(Material for this exercise begins)
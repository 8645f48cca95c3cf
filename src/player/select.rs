use crate::library::Track;

/// Position of `current` in `list`, matched by path.
pub fn index_of(current: Option<&Track>, list: &[Track]) -> Option<usize> {
    let current = current?;
    list.iter().position(|t| t.same_as(current))
}

/// The track after `current`, wrapping to the first. A missing or unknown
/// `current` selects the first track; an empty list selects nothing.
pub fn find_next_track<'a>(current: Option<&Track>, list: &'a [Track]) -> Option<&'a Track> {
    if list.is_empty() {
        return None;
    }
    match index_of(current, list) {
        Some(i) => list.get((i + 1) % list.len()),
        None => list.first(),
    }
}

/// Index after `current` in a list of `len`, wrapping. `None` counts as the
/// slot before the first track, so it yields 0.
pub fn next_index(current: Option<usize>, len: usize) -> Option<usize> {
    if len == 0 {
        return None;
    }
    Some(current.map_or(0, |i| (i + 1) % len))
}

/// Index before `current` in a list of `len`, wrapping.
///
/// With no current track this selects 0 rather than the last track, which is
/// not the mirror image of `next_index`.
pub fn previous_index(current: Option<usize>, len: usize) -> Option<usize> {
    if len == 0 {
        return None;
    }
    Some(current.map_or(0, |i| (i + len - 1) % len))
}
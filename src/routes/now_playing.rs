use serde_json::Value;
use tracing::debug;

use crate::library::Track;

/// Where a page load runs.
#[derive(Debug, Clone)]
pub enum NavigationEnv {
    /// Inside the webview, with the transient state attached to the current
    /// history entry (if any).
    Browser { history_state: Option<Value> },
    /// Prerender / server side: no history exists.
    Server,
}

#[derive(Debug, Clone, PartialEq)]
pub struct NowPlayingData {
    pub track: Option<Track>,
}

/// Pick up the track the previous page attached to the navigation.
///
/// Absence is not an error: a missing, `null` or malformed `track` field
/// yields `track: None`, as does running outside the browser.
pub fn load_now_playing(env: &NavigationEnv) -> NowPlayingData {
    let track = match env {
        NavigationEnv::Browser { history_state } => history_state
            .as_ref()
            .and_then(|state| state.get("track"))
            .filter(|v| !v.is_null())
            .and_then(|v| match serde_json::from_value::<Track>(v.clone()) {
                Ok(t) => Some(t),
                Err(e) => {
                    debug!(error = %e, "ignoring malformed track in navigation state");
                    None
                }
            }),
        NavigationEnv::Server => None,
    };

    NowPlayingData { track }
}
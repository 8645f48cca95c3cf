use std::future::Future;

use thiserror::Error;

/// Failure reported by the backend for one play request.
#[derive(Debug, Clone, PartialEq, Eq, Error)]
#[error("could not play {path}: {cause}")]
pub struct PlayError {
    pub path: String,
    pub cause: String,
}

impl PlayError {
    pub fn new(path: impl Into<String>, cause: impl ToString) -> Self {
        Self {
            path: path.into(),
            cause: cause.to_string(),
        }
    }
}

/// The native subsystem that actually decodes and outputs audio.
///
/// The player only ever issues one opaque command, `play_track(path)`, and
/// waits for it to succeed or fail. There is no timeout or cancellation.
pub trait PlaybackBackend {
    fn play_track(&self, path: &str) -> impl Future<Output = Result<(), PlayError>>;
}
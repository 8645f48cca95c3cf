fn main() -> Result<(), Box<dyn std::error::Error>> {
    encore::runtime::run()
}
use std::path::Path;

use lofty::prelude::*;
use tracing::debug;
use walkdir::WalkDir;

use crate::config::LibrarySettings;

use super::model::Track;

fn is_audio_file(path: &Path, settings: &LibrarySettings) -> bool {
    let exts: Vec<String> = settings
        .extensions
        .iter()
        .map(|e| e.trim().trim_start_matches('.').to_ascii_lowercase())
        .filter(|e| !e.is_empty())
        .collect();

    path.extension()
        .and_then(|s| s.to_str())
        .map(|ext| {
            let ext = ext.to_ascii_lowercase();
            exts.iter().any(|e| e == &ext)
        })
        .unwrap_or(false)
}

fn is_hidden(path: &Path) -> bool {
    path.file_name()
        .and_then(|s| s.to_str())
        .map(|name| name.starts_with('.'))
        .unwrap_or(false)
}

fn non_empty(v: Option<std::borrow::Cow<'_, str>>) -> Option<String> {
    v.map(|s| s.trim().to_string()).filter(|s| !s.is_empty())
}

/// Read tags and duration; files lofty cannot parse keep only their path.
fn read_track(path: &Path) -> Track {
    let mut track = Track::from_path(path.to_string_lossy().into_owned());

    match lofty::read_from_path(path) {
        Ok(tagged) => {
            track.duration_secs = Some(tagged.properties().duration().as_secs());
            if let Some(tag) = tagged.primary_tag().or_else(|| tagged.first_tag()) {
                track.title = non_empty(tag.title());
                track.artist = non_empty(tag.artist());
                track.album = non_empty(tag.album());
            }
        }
        Err(e) => debug!(path = %path.display(), error = %e, "no readable tags"),
    }

    track
}

/// Walk `dir` and collect every audio file as a `Track`, ordered by
/// case-insensitive display name.
pub fn scan(dir: &Path, settings: &LibrarySettings) -> Vec<Track> {
    let mut tracks: Vec<Track> = Vec::new();

    let mut walker = WalkDir::new(dir).follow_links(settings.follow_links);

    // Non-recursive = only the root directory.
    let depth_cap = if settings.recursive {
        settings.max_depth
    } else {
        Some(1)
    };
    if let Some(d) = depth_cap {
        walker = walker.max_depth(d);
    }

    for entry in walker
        .into_iter()
        .filter_entry(|e| settings.include_hidden || e.depth() == 0 || !is_hidden(e.path()))
    {
        let entry = match entry {
            Ok(e) => e,
            Err(e) => {
                debug!(error = %e, "skipping unreadable entry");
                continue;
            }
        };

        let path = entry.path();
        if path.is_file() && is_audio_file(path, settings) {
            tracks.push(read_track(path));
        }
    }

    tracks.sort_by_key(|t| t.display_name().to_lowercase());
    debug!(dir = %dir.display(), count = tracks.len(), "library scanned");
    tracks
}
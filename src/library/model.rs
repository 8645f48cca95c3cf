use std::path::Path;

use serde::{Deserialize, Serialize};

/// One playable item. Identity is the `path`; metadata is optional.
#[derive(Debug, Clone, PartialEq, Serialize, Deserialize)]
pub struct Track {
    pub path: String,
    #[serde(default)]
    pub title: Option<String>,
    #[serde(default)]
    pub artist: Option<String>,
    #[serde(default)]
    pub album: Option<String>,
    #[serde(default)]
    pub duration_secs: Option<u64>,
}

impl Track {
    /// A track with no metadata.
    pub fn from_path(path: impl Into<String>) -> Self {
        Self {
            path: path.into(),
            title: None,
            artist: None,
            album: None,
            duration_secs: None,
        }
    }

    /// Whether `self` and `other` name the same item.
    pub fn same_as(&self, other: &Track) -> bool {
        self.path == other.path
    }

    /// "Artist - Title", falling back to the title, the file stem and
    /// finally the raw path.
    pub fn display_name(&self) -> String {
        let title = self
            .title
            .as_deref()
            .map(str::trim)
            .filter(|s| !s.is_empty())
            .map(str::to_string)
            .or_else(|| {
                Path::new(&self.path)
                    .file_stem()
                    .and_then(|s| s.to_str())
                    .map(str::to_string)
            })
            .unwrap_or_else(|| self.path.clone());

        match self.artist.as_deref().map(str::trim) {
            Some(a) if !a.is_empty() => format!("{a} - {title}"),
            _ => title,
        }
    }
}
use thiserror::Error;
use tracing::debug;

use crate::library::Track;
use crate::store::Writable;

pub const TRACK_NOT_FOUND: &str = "Canción no encontrada";

#[derive(Debug, Clone, PartialEq, Eq, Error)]
pub enum RouteError {
    #[error("{message}")]
    NotFound { message: String },
    #[error("malformed track path: {0}")]
    MalformedPath(String),
}

impl RouteError {
    /// HTTP-style status for the hosting error page.
    pub fn status(&self) -> u16 {
        match self {
            RouteError::NotFound { .. } => 404,
            RouteError::MalformedPath(_) => 400,
        }
    }
}

#[derive(Debug, Clone, PartialEq)]
pub struct TrackData {
    pub track: Track,
}

/// Resolve the percent-encoded `raw_path` route parameter against a snapshot
/// of the track list.
pub fn load_track(raw_path: &str, track_list: &Writable<Vec<Track>>) -> Result<TrackData, RouteError> {
    let path = urlencoding::decode(raw_path)
        .map_err(|e| RouteError::MalformedPath(format!("{raw_path}: {e}")))?;

    let found = track_list.with(|list| list.iter().find(|t| t.path == path).cloned());
    match found {
        Some(track) => Ok(TrackData { track }),
        None => {
            debug!(path = %path, "track not in list");
            Err(RouteError::NotFound {
                message: TRACK_NOT_FOUND.to_string(),
            })
        }
    }
}
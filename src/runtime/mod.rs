//! Headless front end: loads settings and the library, then drives the
//! player from line commands on stdin.

use std::env;
use std::io::{self, BufRead};
use std::path::Path;
use std::sync::mpsc;
use std::thread;

use tracing::{info, warn};

use crate::app::App;
use crate::library::scan;

mod backend;
mod event_loop;
mod logging;
mod settings;

pub use backend::ProbeBackend;
pub use event_loop::{Command, handle_command, on_tick, parse_command};


fn spawn_stdin_reader() -> mpsc::Receiver<String> {
    let (tx, rx) = mpsc::channel::<String>();
    thread::spawn(move || {
        for line in io::stdin().lock().lines() {
            let Ok(line) = line else { break };
            if tx.send(line).is_err() {
                break;
            }
        }
    });
    rx
}

pub fn run() -> Result<(), Box<dyn std::error::Error>> {
    let (settings, problem) = settings::load_settings();
    logging::init(&settings.logging);
    if let Some(msg) = problem {
        warn!("using default settings: {msg}");
    }

    let dir = env::args().nth(1).unwrap_or_else(|| {
        env::current_dir()
            .ok()
            .and_then(|p| p.to_str().map(|s| s.to_string()))
            .unwrap_or_else(|| ".".to_string())
    });

    let tracks = scan(Path::new(&dir), &settings.library);
    info!(dir = %dir, count = tracks.len(), "library ready");

    let mut app = App::new(ProbeBackend, &settings.playback);
    app.load_library(tracks);

    println!("commands: n(ext) p(rev) play <i> l(ist) s(tatus) v <0..1> stop q(uit)");

    let input = spawn_stdin_reader();
    let mut stdout = io::stdout();
    event_loop::run(&mut app, &settings.playback, &input, &mut stdout)?;
    Ok(())
}
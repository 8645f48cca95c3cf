use tracing::debug;
use tracing_subscriber::EnvFilter;

use crate::config::LoggingSettings;

/// Install the stderr subscriber. `RUST_LOG` wins over `logging.filter`.
pub fn init(settings: &LoggingSettings) {
    let filter = EnvFilter::try_from_default_env()
        .or_else(|_| EnvFilter::try_new(&settings.filter))
        .unwrap_or_else(|_| EnvFilter::new("info"));

    // Fails only when a global subscriber is already set; that one stays.
    if let Err(e) = tracing_subscriber::fmt()
        .with_env_filter(filter)
        .with_writer(std::io::stderr)
        .try_init()
    {
        debug!(error = %e, "tracing subscriber already installed");
    }
}
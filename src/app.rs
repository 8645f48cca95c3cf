//! Application context: owns every playback store, the position timer and
//! the backend, and implements the play / next / previous transitions.
//!
//! The `App` model lives in `app::model`.

mod model;

pub use model::*;
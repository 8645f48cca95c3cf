use std::cell::Cell;
use std::io::{self, Write};
use std::rc::Rc;
use std::sync::mpsc::{Receiver, RecvTimeoutError};
use std::time::{Duration, Instant};

use async_io::block_on;
use tracing::{debug, info};

use crate::app::App;
use crate::config::PlaybackSettings;
use crate::player::PlaybackBackend;

/// How long to wait for input when no timer deadline is pending.
const IDLE_WAIT: Duration = Duration::from_millis(500);

/// One line of user input.
#[derive(Debug, Clone, Copy, PartialEq)]
pub enum Command {
    Next,
    Prev,
    /// Play the track at this zero-based list index.
    Play(usize),
    List,
    Status,
    Volume(f32),
    Stop,
    Quit,
}

pub fn parse_command(line: &str) -> Result<Command, String> {
    let mut parts = line.split_whitespace();
    let Some(word) = parts.next() else {
        return Err("empty command".to_string());
    };
    let arg = parts.next();

    match (word.to_ascii_lowercase().as_str(), arg) {
        ("n" | "next", None) => Ok(Command::Next),
        ("p" | "prev" | "previous", None) => Ok(Command::Prev),
        ("l" | "ls" | "list", None) => Ok(Command::List),
        ("s" | "status", None) => Ok(Command::Status),
        ("stop", None) => Ok(Command::Stop),
        ("q" | "quit", None) => Ok(Command::Quit),
        ("play", Some(i)) => i
            .parse()
            .map(Command::Play)
            .map_err(|_| format!("not a track number: {i}")),
        ("v" | "vol" | "volume", Some(v)) => match v.parse::<f32>() {
            Ok(v) if (0.0..=1.0).contains(&v) => Ok(Command::Volume(v)),
            _ => Err(format!("volume must be within 0.0..=1.0, got {v}")),
        },
        _ => Err(format!("unknown command: {}", line.trim())),
    }
}

fn print_status<B: PlaybackBackend>(app: &App<B>, out: &mut impl Write) -> io::Result<()> {
    let name = app
        .player
        .active_track
        .with(|t| t.as_ref().map(|t| t.display_name()))
        .unwrap_or_else(|| "-".to_string());
    let state = if app.player.is_playing.get() {
        "playing"
    } else {
        "stopped"
    };
    writeln!(
        out,
        "[{state}] {name}  {:.0}/{:.0}s ({:.0}%)  vol {:.2}",
        app.playback.position.get(),
        app.playback.duration.get(),
        app.playback.progress.get(),
        app.player.volume.get(),
    )
}

fn print_list<B: PlaybackBackend>(app: &App<B>, out: &mut impl Write) -> io::Result<()> {
    let active = app.player.active_index();
    app.player.track_list.with(|list| -> io::Result<()> {
        for (i, t) in list.iter().enumerate() {
            let marker = if Some(i) == active { '>' } else { ' ' };
            writeln!(out, "{marker} {i:>3}  {}", t.display_name())?;
        }
        Ok(())
    })
}

/// Apply one command. Returns `true` when the loop should exit.
pub fn handle_command<B: PlaybackBackend>(
    cmd: Command,
    app: &mut App<B>,
    out: &mut impl Write,
) -> io::Result<bool> {
    match cmd {
        Command::Next => block_on(app.play_next()),
        Command::Prev => block_on(app.play_previous()),
        Command::Play(i) => block_on(app.play_index(i)),
        Command::List => print_list(app, out)?,
        Command::Status => print_status(app, out)?,
        Command::Volume(v) => app.player.volume.set(v),
        Command::Stop => {
            app.stop_timer();
            app.player.is_playing.set(false);
        }
        Command::Quit => return Ok(true),
    }
    Ok(false)
}

/// Fire due timer ticks and handle the end of the active track.
///
/// Position is never clamped, so the end is detected here: the timer stops
/// and the playing flag drops. With `auto_advance` the next track is then
/// requested; only a successful start raises the flag again.
pub fn on_tick<B: PlaybackBackend>(
    app: &mut App<B>,
    settings: &PlaybackSettings,
    now: Instant,
) {
    app.advance_timer(now);

    if app.playback.timer_running() && app.playback.at_end() {
        app.stop_timer();
        app.player.is_playing.set(false);
        if settings.auto_advance {
            block_on(app.play_next());
        }
    }
}

/// Drive the player from `input` until `quit` or until the input closes.
///
/// Each turn waits for a command no longer than the timer's next deadline,
/// then fires due ticks. A track change (seen through `active_track`) rewinds
/// position, loads the new duration and restarts the timer.
pub fn run<B: PlaybackBackend>(
    app: &mut App<B>,
    settings: &PlaybackSettings,
    input: &Receiver<String>,
    out: &mut impl Write,
) -> io::Result<()> {
    let track_changed = Rc::new(Cell::new(false));
    let flag = track_changed.clone();
    let _on_track = app.player.active_track.subscribe(move |_| flag.set(true));
    // The subscription fires once on registration; that is not a change.
    track_changed.set(false);

    loop {
        if track_changed.replace(false) {
            app.playback
                .reset_for(app.player.active_track.get().as_ref());
            app.start_timer();
            print_status(app, out)?;
        }

        let timeout = app
            .playback
            .next_tick()
            .map(|due| due.saturating_duration_since(Instant::now()))
            .unwrap_or(IDLE_WAIT);

        match input.recv_timeout(timeout) {
            Ok(line) if line.trim().is_empty() => {}
            Ok(line) => match parse_command(&line) {
                Ok(cmd) => {
                    debug!(?cmd, "command");
                    if handle_command(cmd, app, out)? {
                        break;
                    }
                }
                Err(msg) => writeln!(out, "{msg}")?,
            },
            Err(RecvTimeoutError::Timeout) => {}
            Err(RecvTimeoutError::Disconnected) => {
                info!("input closed");
                break;
            }
        }

        on_tick(app, settings, Instant::now());
    }

    app.shutdown();
    Ok(())
}
/// Errors that abort a solve.
///
/// Every variant is fatal: the solve stops immediately and the unknowns are
/// left at whatever iterate they had reached. There is no retry logic inside
/// the solver; callers may retry with a different [`Config`](crate::Config)
/// or a better initial guess.
#[derive(thiserror::Error, Debug)]
#[non_exhaustive]
pub enum SolveError {
    /// The iteration budget ran out before the largest absolute residual
    /// dropped below tolerance. Consider raising the iterations, enabling
    /// step-length control, or improving the initial guess.
    #[error("Newton solver did not converge in {iterations} iterations")]
    DidNotConverge {
        /// The iteration budget that was exhausted.
        iterations: usize,
    },
    /// The line search was handed a direction that is not a descent direction
    /// for the merit function. This should not happen when the Jacobian is
    /// consistent with the residual function to working precision, so it
    /// signals an upstream bug rather than a property of the problem.
    #[error("Roundoff problem in line search: slope = {slope}")]
    RoundoffProblem {
        /// The offending directional derivative; it should have been negative.
        slope: f64,
    },
    /// The Jacobian could not be inverted to produce a Newton direction.
    #[error("Jacobian is singular, cannot solve for the Newton direction")]
    SingularJacobian,
    /// You passed a zero-length unknowns vector.
    #[error("Cannot solve an empty system")]
    EmptySystemNotAllowed,
}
(Material for this exercise ends)
Wherever a line in the entries above holds "word", copy that line.

    let Some(word) = parts.next() else {
    match (word.to_ascii_lowercase().as_str(), arg) {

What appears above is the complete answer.